A key investment has been a min-till cultivator, which he says is simple to use, works well and fits in with the farm’s progression from inversion towards no-till.
A front fertiliser hopper and rear mounted small seeds box enables winter oilseed rape establishment in one pass. The Subdisc has a rear mounted coulter bar for ‘drilling the rape’ behind the packer roll.
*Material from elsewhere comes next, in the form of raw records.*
//! Game settings and preferences
//!
//! Persisted separately from the highscore as JSON. Loading never fails;
//! anything unreadable falls back to defaults.

use std::fs;
use std::path::Path;

use serde::{Deserialize, Serialize};

use crate::error::PersistenceError;

/// Game settings/preferences
#[derive(Debug, Clone, PartialEq, Serialize, Deserialize)]
#[serde(default)]
pub struct Settings {
    /// Night backdrop; carried into each round's config
    pub night_mode: bool,

    // === HUD ===
    /// Show FPS counter
    pub show_fps: bool,

    // === Audio ===
    /// Master volume (0.0 - 1.0)
    pub master_volume: f32,
    /// Sound effects volume (0.0 - 1.0)
    pub sfx_volume: f32,
    /// Music volume (0.0 - 1.0)
    pub music_volume: f32,
    pub muted: bool,
}

impl Default for Settings {
    fn default() -> Self {
        Self {
            night_mode: false,

            show_fps: false,

            master_volume: 0.8,
            sfx_volume: 1.0,
            music_volume: 0.45,
            muted: false,
        }
    }
}

impl Settings {
    /// Effective sound-effect gain
    pub fn sfx_gain(&self) -> f32 {
        if self.muted {
            0.0
        } else {
            (self.master_volume * self.sfx_volume).clamp(0.0, 1.0)
        }
    }

    /// Effective music gain
    pub fn music_gain(&self) -> f32 {
        if self.muted {
            0.0
        } else {
            (self.master_volume * self.music_volume).clamp(0.0, 1.0)
        }
    }

    /// Load settings from a JSON file
    pub fn load(path: &Path) -> Self {
        let Ok(json) = fs::read_to_string(path) else {
            log::info!("Using default settings");
            return Self::default();
        };
        match serde_json::from_str(&json) {
            Ok(settings) => {
                log::info!("Loaded settings from {}", path.display());
                settings
            }
            Err(e) => {
                log::warn!("Ignoring malformed settings {}: {}", path.display(), e);
                Self::default()
            }
        }
    }

    /// Save settings to a JSON file
    pub fn save(&self, path: &Path) -> Result<(), PersistenceError> {
        let json = serde_json::to_string_pretty(self).map_err(|source| PersistenceError::Encode {
            what: "settings",
            source,
        })?;
        fs::write(path, json).map_err(|source| PersistenceError::Io {
            path: path.to_path_buf(),
            source,
        })?;
        log::info!("Settings saved");
        Ok(())
    }
}

#[cfg(test)]
mod tests {
    use super::*;

    #[test]
    fn test_gains() {
        let mut settings = Settings::default();
        assert!((settings.sfx_gain() - 0.8).abs() < 1e-6);
        assert!((settings.music_gain() - 0.36).abs() < 1e-6);
        settings.muted = true;
        assert_eq!(settings.sfx_gain(), 0.0);
    }

    #[test]
    fn test_save_and_load() {
        let dir = std::env::temp_dir().join(format!("ong-jump-settings-{}", std::process::id()));
        fs::create_dir_all(&dir).unwrap();
        let path = dir.join("settings.json");

        let settings = Settings {
            night_mode: true,
            ..Default::default()
        };
        settings.save(&path).unwrap();
        assert_eq!(Settings::load(&path), settings);
    }

    #[test]
    fn test_malformed_falls_back() {
        let dir = std::env::temp_dir().join(format!("ong-jump-settings-bad-{}", std::process::id()));
        fs::create_dir_all(&dir).unwrap();
        let path = dir.join("settings.json");
        fs::write(&path, "{ night_mode: maybe").unwrap();
        assert_eq!(Settings::load(&path), Settings::default());
    }
}
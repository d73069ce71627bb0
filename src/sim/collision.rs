//! Player vs obstacle collision detection
//!
//! Bounding boxes are the broad phase. When both sprites carry an opacity mask
//! the overlap is confirmed pixel by pixel, so transparent corners of the
//! sprites never end a round.

use super::shape::{Mask, Rect};
use super::state::ObstacleSet;

/// Collision shapes for the two sprite kinds
#[derive(Debug, Clone, Default)]
pub struct Collider {
    player_mask: Option<Mask>,
    obstacle_mask: Option<Mask>,
}

impl Collider {
    /// Bounding-box only
    pub fn aabb() -> Self {
        Self::default()
    }

    pub fn with_masks(player_mask: Option<Mask>, obstacle_mask: Option<Mask>) -> Self {
        Self {
            player_mask,
            obstacle_mask,
        }
    }

    /// True when pixel-precise tests are in use
    pub fn uses_masks(&self) -> bool {
        self.player_mask.is_some() && self.obstacle_mask.is_some()
    }

    /// First obstacle (in spawn order) touching the player, if any
    pub fn check(&self, player: &Rect, obstacles: &ObstacleSet, ground_y: f32) -> Option<u32> {
        obstacles
            .iter()
            .find(|o| self.shapes_overlap(player, &o.rect(ground_y)))
            .map(|o| o.id)
    }

    /// Overlap test for one pair of placed shapes
    pub fn shapes_overlap(&self, player: &Rect, obstacle: &Rect) -> bool {
        if !player.intersects(obstacle) {
            return false;
        }
        match (&self.player_mask, &self.obstacle_mask) {
            (Some(pm), Some(om)) => {
                // Masks live on the integer pixel grid
                let dx = (obstacle.left().round() - player.left().round()) as i32;
                let dy = (obstacle.top().round() - player.top().round()) as i32;
                pm.overlaps(om, (dx, dy))
            }
            _ => true,
        }
    }
}

#[cfg(test)]
mod tests {
    use super::*;
    use crate::sim::state::Obstacle;
    use glam::Vec2;

    fn set_with(x: f32) -> ObstacleSet {
        let mut set = ObstacleSet::new();
        set.push(Obstacle {
            id: 7,
            x,
            size: Vec2::new(60.0, 32.0),
            speed_offset: 0.0,
            base_speed: 5.0,
        });
        set
    }

    #[test]
    fn test_aabb_hit_and_miss() {
        let collider = Collider::aabb();
        let player = Rect::new(100.0, 360.0, 80.0, 80.0);
        assert_eq!(collider.check(&player, &set_with(150.0), 440.0), Some(7));
        assert_eq!(collider.check(&player, &set_with(180.0), 440.0), None);

        // Jumped clear of the stone
        let airborne = Rect::new(100.0, 300.0, 80.0, 80.0);
        assert_eq!(collider.check(&airborne, &set_with(150.0), 440.0), None);
    }

    #[test]
    fn test_mask_ignores_transparent_corner() {
        // Player: only the left half opaque
        let mut rows = String::new();
        for _ in 0..80 {
            rows.push_str(&"#".repeat(40));
            rows.push_str(&".".repeat(40));
            rows.push('\n');
        }
        let player_mask = Mask::parse(&rows).unwrap();
        let collider = Collider::with_masks(Some(player_mask), Some(Mask::filled(60, 32)));
        assert!(collider.uses_masks());

        let player = Rect::new(100.0, 360.0, 80.0, 80.0);
        // Stone overlaps only the transparent right half
        assert_eq!(collider.check(&player, &set_with(150.0), 440.0), None);
        // Stone reaches into the opaque half
        assert_eq!(collider.check(&player, &set_with(130.0), 440.0), Some(7));
    }

    #[test]
    fn test_falls_back_to_aabb_without_both_masks() {
        let collider = Collider::with_masks(None, Some(Mask::filled(60, 32)));
        assert!(!collider.uses_masks());
        let player = Rect::new(100.0, 360.0, 80.0, 80.0);
        assert_eq!(collider.check(&player, &set_with(170.0), 440.0), Some(7));
    }
}
//! Deterministic simulation module
//!
//! All gameplay logic lives here. This module must be pure and deterministic:
//! - Seeded or injected RNG only
//! - Stable iteration order (spawn order)
//! - No rendering, audio or platform dependencies

pub mod autopilot;
pub mod collision;
pub mod rng;
pub mod shape;
pub mod spawn;
pub mod state;
pub mod tick;

pub use collision::Collider;
pub use rng::{RandomSource, ScriptedRandom, seeded};
pub use shape::{Mask, Rect};
pub use spawn::{SpawnPolicy, next_interval, spawn_x};
pub use state::{
    DifficultyState, GameEvent, Obstacle, ObstacleSet, ObstacleView, PlayerState, RoundConfig,
    RoundPhase, ScoreState, SimulationSnapshot,
};
pub use tick::{Simulation, TickInput};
The electric signal for the OSR seeder box is taken from an adaptation to the fertiliser hopper metering wheel, reducing operational complexity.
By adding a sprayer front tank, filled from the rear, David has increased spraying capacity by 50 per cent.
He is doing five Yield Enhancement Network (YEN) trials this year, measuring indicators via tissue analysis and soil analysis, seeking to understand weaknesses in the system, for example, lack of nutrition in the soil.
Through YEN he says he is trying to work out how to produce greater yields from the same area and believes that if ‘you don’t change, you can’t expect things to get better’.
Although he does variable rate drilling, he has yet to be convinced by the hype surrounding variable rate fertilising.
David says moving to a direct drilling and no-till regime relies on continued availability of glyphosate with the alternative being a return to the plough, which he believes would be a backward step.
He does not have black-grass and wants to keep it that way, remaining vigilant over grass weed control.
The judges said about David: David is very positive about the sector which he is so passionately involved with and his forward thinking approach is evident in all aspects of his arable work. He has a clear vision for where he would like to take the farm in future, but is well aware of the threats coming over the horizon and will adjust accordingly.
On winning, David said: “We didn’t think for one moment we would win being up against such strong finalists. We try and look at all areas of our farm business and try and think out of the box. If you don’t make changes then you can’t expect things to be any different. It is too easy to get stuck in a rut. Tonight really has been worth every moment.”